/keyFinder

This repository contains the KeyFiltering.py script, designed for filtering and analyzing scientific articles based on specific keywords. The script processes bibliographic datasets, extracts relevant records, and generates statistical insights. Ideal for researchers and analysts dealing with large academic datasets.

Primary LanguagePython

KeyFiltering.py

This Python script is designed for filtering and performing statistical analysis on scientific articles.

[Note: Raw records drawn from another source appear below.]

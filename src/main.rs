/*
    A replicated bank. Every server holds a full copy of the ledger; a client may send any
    operation to any server. The receiving server stamps the request with its Lamport clock and
    multicasts it to every other server. Requests are executed in (timestamp, server id) order
    once every server's acknowledgment shows nothing earlier can still arrive, so all copies of
    the ledger apply the same operations in the same order.

    A halt request, executed like any other operation, stops the cluster and makes every server
    report its total balance and remaining queue length.
*/

use std::path::PathBuf;
use std::sync::Arc;

use anyhow::{bail, Context, Result};
use clap::{Parser, Subcommand};
use tracing::info;

use lamport_bank::audit::{AuditSink, FileAuditLog, NullAuditLog};
use lamport_bank::client::{run_load, simulate, BankClient, Endpoint, LoadConfig};
use lamport_bank::common::ServerId;
use lamport_bank::config::{ClusterConfig, ReplicaSettings};
use lamport_bank::consensus::Replica;
use lamport_bank::ledger::{AccountId, Balance};
use lamport_bank::logging::{init_logging_with_config, LogConfig, LogLevel};
use lamport_bank::network::{Node, TcpDirectory};

#[derive(Parser, Debug)]
#[command(name = "lamport-bank", version, about)]
struct Args {
    /// trace, debug, info, warn or error
    #[arg(short, long, default_value = "info")]
    log_level: String,

    #[arg(long)]
    json_logs: bool,

    #[command(subcommand)]
    command: Command,
}

#[derive(Subcommand, Debug)]
enum Command {
    /// Run one replica until a halt request is executed
    Serve {
        #[arg(long)]
        id: ServerId,
        /// Server table, one `host serverId port` per line
        #[arg(long)]
        servers: PathBuf,
        /// Replica settings in TOML
        #[arg(long)]
        settings: Option<PathBuf>,
        #[arg(long)]
        audit_log: Option<PathBuf>,
    },
    /// Send a single operation to one server
    Client {
        #[arg(long)]
        servers: PathBuf,
        #[arg(long)]
        server: ServerId,
        #[command(subcommand)]
        action: Action,
    },
    /// Random concurrent transfers across every configured server
    Load {
        #[arg(long)]
        servers: PathBuf,
        #[command(flatten)]
        workload: Workload,
        /// Leave the cluster running afterwards
        #[arg(long)]
        no_halt: bool,
    },
    /// Run the load generator against an in-process cluster
    Simulate {
        #[arg(long, default_value_t = 3)]
        replicas: ServerId,
        #[arg(long)]
        settings: Option<PathBuf>,
        #[command(flatten)]
        workload: Workload,
    },
}

#[derive(Subcommand, Debug)]
enum Action {
    Create,
    Deposit {
        account: AccountId,
        #[arg(allow_negative_numbers = true)]
        amount: Balance,
    },
    Balance {
        account: AccountId,
    },
    Transfer {
        from: AccountId,
        to: AccountId,
        #[arg(allow_negative_numbers = true)]
        amount: Balance,
    },
    Halt,
    Id,
}

#[derive(clap::Args, Debug)]
struct Workload {
    #[arg(long, default_value_t = 4)]
    tasks: usize,
    #[arg(long, default_value_t = 50)]
    iterations: usize,
    #[arg(long, default_value_t = 20)]
    accounts: AccountId,
    #[arg(long, default_value_t = 50)]
    max_amount: Balance,
    #[arg(long)]
    seed: Option<u64>,
}

impl Workload {
    fn into_config(self, halt: bool) -> LoadConfig {
        LoadConfig {
            tasks: self.tasks,
            iterations: self.iterations,
            accounts: self.accounts,
            max_amount: self.max_amount,
            seed: self.seed,
            halt,
        }
    }
}

fn load_settings(path: Option<&PathBuf>) -> Result<ReplicaSettings> {
    match path {
        Some(path) => ReplicaSettings::load(path).with_context(|| format!("loading settings from {}", path.display())),
        None => Ok(ReplicaSettings::default()),
    }
}

async fn serve(id: ServerId, servers: PathBuf, settings: Option<PathBuf>, audit_log: Option<PathBuf>) -> Result<()> {
    let cluster = ClusterConfig::load(&servers)?;
    let mut settings = load_settings(settings.as_ref())?;
    if audit_log.is_some() {
        settings.audit_log = audit_log;
    }
    let peers = cluster.peers_of(id)?;
    let port = cluster.address(id)?.port;

    let audit: Arc<dyn AuditSink> = match &settings.audit_log {
        Some(path) => Arc::new(
            FileAuditLog::open(path).with_context(|| format!("opening audit log {}", path.display()))?,
        ),
        None => Arc::new(NullAuditLog),
    };
    let directory = Arc::new(TcpDirectory::new(&cluster, &settings));
    let replica = Arc::new(Replica::new(id, peers, &settings, directory, audit));

    let node = Node::bind(replica, ("0.0.0.0", port), settings.shutdown_grace).await?;
    let report = node.run().await?;
    println!("{report}");
    println!("ledger digest {}", report.ledger_digest);
    Ok(())
}

async fn client(servers: PathBuf, server: ServerId, action: Action) -> Result<()> {
    let cluster = ClusterConfig::load(&servers)?;
    let client = BankClient::new(&cluster, server, &ReplicaSettings::default())?;
    match action {
        Action::Create => println!("{}", client.create_account().await?),
        Action::Deposit { account, amount } => println!("{}", client.deposit(account, amount).await?),
        Action::Balance { account } => match client.get_balance(account).await? {
            Some(balance) => println!("{balance}"),
            None => bail!("account {account} does not exist on server {server}"),
        },
        Action::Transfer { from, to, amount } => println!("{}", client.transfer(from, to, amount).await?),
        Action::Halt => println!("{}", client.halt().await?),
        Action::Id => println!("{}", client.get_server_id().await?),
    }
    Ok(())
}

async fn load(servers: PathBuf, config: LoadConfig) -> Result<()> {
    let cluster = ClusterConfig::load(&servers)?;
    let settings = ReplicaSettings::default();
    let mut endpoints: Vec<Arc<dyn Endpoint>> = Vec::new();
    for id in cluster.server_ids() {
        endpoints.push(Arc::new(BankClient::new(&cluster, id, &settings)?));
    }

    let summary = run_load(endpoints, &config).await?;
    println!(
        "{} requests, {} ok, {} insufficient funds, {} other; latency mean {:?} max {:?}",
        summary.requests,
        summary.ok,
        summary.insufficient_funds,
        summary.other,
        summary.mean_latency,
        summary.max_latency
    );
    if let Some(report) = summary.halt {
        println!("halted: {report}");
    }
    Ok(())
}

async fn run_simulation(replicas: ServerId, settings: Option<PathBuf>, config: LoadConfig) -> Result<()> {
    let settings = load_settings(settings.as_ref())?;
    let (summary, reports) = simulate(replicas, &settings, &config).await?;
    println!(
        "{} requests, {} ok, {} insufficient funds; latency mean {:?} max {:?}",
        summary.requests, summary.ok, summary.insufficient_funds, summary.mean_latency, summary.max_latency
    );
    for report in &reports {
        println!("{report} {}", report.ledger_digest);
    }
    if reports.windows(2).any(|pair| pair[0].ledger_digest != pair[1].ledger_digest) {
        bail!("replicas diverged");
    }
    Ok(())
}

#[tokio::main]
async fn main() -> Result<()> {
    let args = Args::parse();

    let level: LogLevel = args.log_level.parse()?;
    init_logging_with_config(LogConfig::new(level).json_format(args.json_logs))?;

    match args.command {
        Command::Serve {
            id,
            servers,
            settings,
            audit_log,
        } => serve(id, servers, settings, audit_log).await?,
        Command::Client { servers, server, action } => client(servers, server, action).await?,
        Command::Load {
            servers,
            workload,
            no_halt,
        } => load(servers, workload.into_config(!no_halt)).await?,
        Command::Simulate {
            replicas,
            settings,
            workload,
        } => run_simulation(replicas, settings, workload.into_config(true)).await?,
    }

    info!("done");
    Ok(())
}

It processes a given Excel file to filter text based on specified keywords and generates comprehensive statistical reports.


Features

  • Keyword Filtering:

    • Filters the Title (TI), Abstract (AB), and Keywords (DE) columns based on predefined keywords.
    • Allows specifying a list of keywords to exclude during the filtering process.
  • Data Cleaning and Categorization:

    • Removes duplicate entries based on the DI column.
    • Normalizes and categorizes the SC column, reporting the number of articles in each unique category.
  • Detailed Match Analysis:

    • Tracks which columns and rows match specific keywords.
    • Highlights matching keywords and saves detailed match data.
  • Statistical Reporting:

    • Saves filtered data, match details, keyword statistics, and category counts in separate Excel files for further analysis.
  • Advanced Analytics:

    • Calculates the percentage of filtered and unique records.
    • Provides insights into unique keywords in the DE column, excluding specified keywords.

Input Files

  1. Terms/Surveying_Methods.txt: Contains the list of keywords for filtering.
  2. Terms/Surveying_Methods_Exclude.txt: Specifies keywords to exclude from the filtering process.
  3. Data/WOS+SCP_Raw.xlsx: The Excel file containing the raw dataset for processing.

Output Files

Generated outputs are saved in the Result/Istatistic folder:

  1. filtered_keywords_data_full.xlsx: Filtered dataset after applying keyword filters.
  2. match_details.xlsx: Detailed keyword matches, including highlighted text.
  3. match_statistics.xlsx: Statistical breakdown of keyword matches in each column.
  4. de_keywords_statistics.xlsx: Unique keywords from the DE column, excluding specified keywords.
  5. category_counts_statistics.xlsx: Counts of articles in each unique category from the SC column.

How to Use

  1. Place the required input files in the specified directories.
  2. Run the script: python KeyFiltering.py.
  3. Check the Result/Istatistic folder for the output files.

Dependencies

  • Python 3.x
  • Libraries:
    • pandas
    • re
    • os

Install dependencies via pip:

pip install pandas